Currently, we support VM port/router port to apply fwg. So we deep into L2 and L3 agent implementation to process the associated port for fwg.

For this bug, I will raise an example:

Server side set fwg status
--------------------------------
http://git.openstack.org/cgit/openstack/neutron-fwaas/tree/neutron_fwaas/services/firewall/fwaas_plugin_v2.py#n79

L3 agent FW extension for "create_firewall_group"
------------------------------------
http://git.openstack.org/cgit/openstack/neutron-fwaas/tree/neutron_fwaas/services/firewall/agents/l3reference/firewall_l3_agent_v2.py#n387

L2 agent FW extension for "_create_firewarll_group"
------------------------------------
http://git.openstack.org/cgit/openstack/neutron-fwaas/tree/neutron_fwaas/services/firewall/agents/l2/fwaas_v2.py#n263

That means there is a case that the fwg status could be overrided.
1. port A, port B, they are in the same subnet, and its gw port is GW
2. Port A is VM A's nic, Port B is VM B's nic.
3. VM A locates on compute Node X, VM B locates on compute Node Y.
4. Create a FWG and its ingress/egress policy/rules with port A, B, GW

So the server side will fanout the rpc to agent side, including l2/l3 agent.

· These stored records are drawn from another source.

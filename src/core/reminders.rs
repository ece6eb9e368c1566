//! Maintenance reminder engine.
//!
//! Pure computation over already-loaded records: no I/O, no clock access
//! (the caller passes `today`), no shared state. The home view recomputes
//! reminders on every request.

use crate::models::{MaintenanceRecord, Reminder, ReminderRule, ReminderTrigger, WorkDay};
use crate::utils::format_km;
use chrono::NaiveDate;

/// Thresholds for the two trigger rules. Defaults match the product
/// behavior; the config file can override them.
#[derive(Debug, Clone, Copy)]
pub struct ReminderPolicy {
    /// Date rule fires within this many days of the target date.
    pub due_soon_days: i64,
    /// Date rule marks urgent within this many days (or past due).
    pub urgent_days: i64,
    /// Distance rule fires within this many km of the target odometer.
    pub due_soon_km: f64,
    /// Distance rule marks urgent within this many km.
    pub urgent_km: f64,
}

impl Default for ReminderPolicy {
    fn default() -> Self {
        Self {
            due_soon_days: 7,
            urgent_days: 2,
            due_soon_km: 500.0,
            urgent_km: 100.0,
        }
    }
}

/// Derive the active reminders from maintenance records and work-day
/// history.
///
/// Each record contributes at most one reminder: when both the date rule
/// and the distance rule fire, the later trigger in [`MaintenanceRecord::triggers`]
/// order replaces the earlier one, so the distance reminder survives.
/// Output keeps the input record order otherwise.
pub fn compute_reminders(
    records: &[MaintenanceRecord],
    work_days: &[WorkDay],
    today: NaiveDate,
    policy: &ReminderPolicy,
) -> Vec<Reminder> {
    let latest_km = latest_odometer(work_days);

    let mut out: Vec<Reminder> = Vec::new();

    for rec in records {
        for trigger in rec.triggers() {
            let Some(reminder) = evaluate(rec, trigger, latest_km, today, policy) else {
                continue;
            };

            // Dedup by record id, last rule wins.
            match out.iter().position(|r| r.id == rec.id) {
                Some(pos) => out[pos] = reminder,
                None => out.push(reminder),
            }
        }
    }

    out
}

/// Latest odometer reading = max over all work days. The km column is
/// assumed monotonically non-decreasing over time but never enforced,
/// so the max is the safe read.
pub fn latest_odometer(work_days: &[WorkDay]) -> f64 {
    work_days.iter().map(|d| d.km).fold(0.0, f64::max)
}

fn evaluate(
    rec: &MaintenanceRecord,
    trigger: ReminderTrigger,
    latest_km: f64,
    today: NaiveDate,
    policy: &ReminderPolicy,
) -> Option<Reminder> {
    match trigger {
        ReminderTrigger::ByDate(target) => {
            let days_until = (target - today).num_days();
            let overdue = days_until < 0;

            if !overdue && days_until > policy.due_soon_days {
                return None;
            }

            let reason = if overdue {
                format!("overdue since {}", target.format("%Y-%m-%d"))
            } else {
                format!("due on {}", target.format("%Y-%m-%d"))
            };

            Some(Reminder {
                id: rec.id,
                description: rec.description.clone(),
                reason,
                urgent: overdue || days_until <= policy.urgent_days,
                rule: ReminderRule::Date,
            })
        }

        ReminderTrigger::ByDistance {
            km_at_service,
            interval_km,
        } => {
            let target_km = km_at_service + interval_km;
            let remaining = target_km - latest_km;

            if remaining > policy.due_soon_km {
                return None;
            }

            let reason = if remaining < 0.0 {
                format!(
                    "due at {} km ({} km overdue)",
                    format_km(target_km),
                    format_km(-remaining)
                )
            } else {
                format!(
                    "due at {} km ({} km remaining)",
                    format_km(target_km),
                    format_km(remaining)
                )
            };

            Some(Reminder {
                id: rec.id,
                description: rec.description.clone(),
                reason,
                urgent: remaining <= policy.urgent_km,
                rule: ReminderRule::Distance,
            })
        }
    }
}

Then the agent side will process its local port and set the fwg status through rpc to server. But existing server code just update the status if the request status is not PENDING status. It will be in a wrong way to process the status, if there are 2 rpc to set status from agent to server, the first one is ERROR, the second one is ACTIVE. The status is overrided.